François Chobeaux : C’est vrai que je tiens beaucoup à ce qu’on ne transforme pas l’errance seulement en une manifestation psychopathologique. Mais je n’en fais pas non plus un lieu de bonheur. C’est vrai que pour la plupart de ces jeunes, il y a une vraie souffrance psychologique. Celle-ci se manifeste dans leur immédiateté, dans leur impulsivité et leur refus des contraintes, ce qui ne permet pas de vivre très heureux. Pour certains de ces jeunes, l’avenir ne sera pas très positif. Ce qui les menace c’est bien la clochardisation. Les risques sont terribles. En quelques années, ils peuvent se détruire les neurones en prenant des acides, devenir accro aux opiacés, contracter l’hépatite C ou le VIH, développer un certain nombre de maladies, en mangeant n’importe quoi, n’importe comment, attraper des parasites qui ravagent petit à petit la peau, se jeter par la fenêtre en étant sous hallucinogènes, développer une septicémie avec une plaie mal soignée, décompenser une schizophrénie latente avec un bon coup d’acides qui vont aider à la démarrer... De tout cela on ne se remet pas. Du moins, pas toujours. Si on a réussi à passer à travers tout cela, qu’on a résisté au fait d’avoir couru comme un chien fou pendant des années, aux effets ravageurs des toxiques, des virus et à tout ce qui peut arriver, qu’on a réussi malgré tout à survivre, il est possible alors, qu’un jour, on se dise : « c’est fini les conneries » et de décider de se tracer un chemin, même si celui-ci sera bien différent de celui de la moyenne des braves gens. Si on est passé à travers toutes ces épreuves sans en sortir trop marqué, il y a des dynamiques de construction. Il existe des micro groupes qui sont en train de se stabiliser et de se sédentariser et qui tentent d’élaborer des modes de vie moins destructeurs. Il y a quelques années, je disais que c’était surtout le monde du vide. Aujourd’hui, je reviens un peu là-dessus. S’il y a beaucoup de détresse chez les jeunes errants, il faut se garder de ne voir en eux que des malades.

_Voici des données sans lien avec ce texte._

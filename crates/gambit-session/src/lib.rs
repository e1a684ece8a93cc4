//! Chess game session core.
//!
//! This crate holds everything that happens around a game against the
//! computer once the rules are delegated to a [`gambit_rules::RulesOracle`]:
//! - [`Session`] - the phase/turn state machine with clocks and history
//! - [`MovePolicy`] - the skill-tiered heuristic move picker
//! - [`ClockState`] - per-side countdown clocks
//! - [`commentary`] - canned remarks and the chat transcript
//! - [`UciEngine`] / [`EngineSlot`] - optional external engine, never required
//! - [`GameDriver`] - the async task that runs a session on one timeline
//!
//! # Example
//!
//! ```
//! use gambit_core::{Side, Square};
//! use gambit_session::{GamePhase, GameSetup, MovePolicy, Session};
//!
//! let mut session = Session::standard();
//! session.start(GameSetup::default()).unwrap();
//!
//! let e2: Square = "e2".parse().unwrap();
//! let e4: Square = "e4".parse().unwrap();
//! session.apply_player_move(e2, e4, None).unwrap();
//! assert_eq!(session.clock().running, Some(Side::Black));
//!
//! let mut policy = MovePolicy::seeded(7);
//! session.play_ai_move(&mut policy).unwrap();
//! assert_eq!(session.history().len(), 2);
//! assert_eq!(session.phase(), GamePhase::Active);
//! ```

mod clock;
pub mod commentary;
mod config;
mod driver;
mod engine;
mod error;
mod phase;
mod policy;
mod session;
mod setup;

pub use clock::{ClockState, Tick};
pub use commentary::{ChatMessage, MessageKind, MessageTag, Transcript};
pub use config::{ConfigError, EngineConfig, GameConfig};
pub use driver::{DriverClosed, DriverEvent, DriverHandle, GameDriver, Intent};
pub use engine::{EngineAnalysis, EngineError, EngineSlot, UciEngine};
pub use error::SessionError;
pub use phase::GamePhase;
pub use policy::{pick_count, score, MovePolicy, PolicyError};
pub use session::{MoveOutcome, Session, SessionSnapshot};
pub use setup::{AiModel, GameSetup, SkillTier};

Quelle attitude doit adopter l’animateur qui est en contact avec ces jeunes ?
François Chobeaux : Il y a des titulaires de diplômes professionnels d’animation qui travaillent dans des structures accueillant des jeunes en dérive. Ils peuvent être embauchés dans des points d’accueil jeunes ou des équipes de rue. Mais, on est plutôt là dans une action très spécialisée à la limite du travail d’éducateur spécialisé. Encore qu’en la matière, ce qui compte ici selon moi c’est plus la personnalité de l’intervenant que le diplôme détenu. Pour ce qui concerne l’animateur généraliste, spécialisé enfance jeunesse, il aura plus rarement l’occasion d’entrer en relation avec ce type de public. Je pense néanmoins qu’il joue un rôle essentiel, en amont, dans la prévention. Il peut, en travaillant intelligemment, faire en sorte tout simplement que les enfants et les adolescents auprès de qui il travaille, soient bien dans leur peau et grandissent de façon heureuse. C’est tout bête, mais c’est essentiel. Cette action consiste à leur permettre de s’exprimer, de se confronter à des adultes qui ne soient ni tout mou ni tout dur, de faire en sorte qu’ils puissent se projeter, agir et vivre avec d’autres, se mettre en risque de façon accompagnée, dans de l’expression ou de l’activité... tout un travail d’aide destinée finalement à devenir grand. S’il y a encore des animateurs qui pensent que leur travail consiste à être seulement des techniciens de l’animation, ils se trompent complètement. Ils sont forcément « éducateurs » : leur rôle principal, même si, pour le faire, ils doivent s’appuyer sur des activités, c’est d’aider les mômes à devenir des adultes équilibrés et épanouis.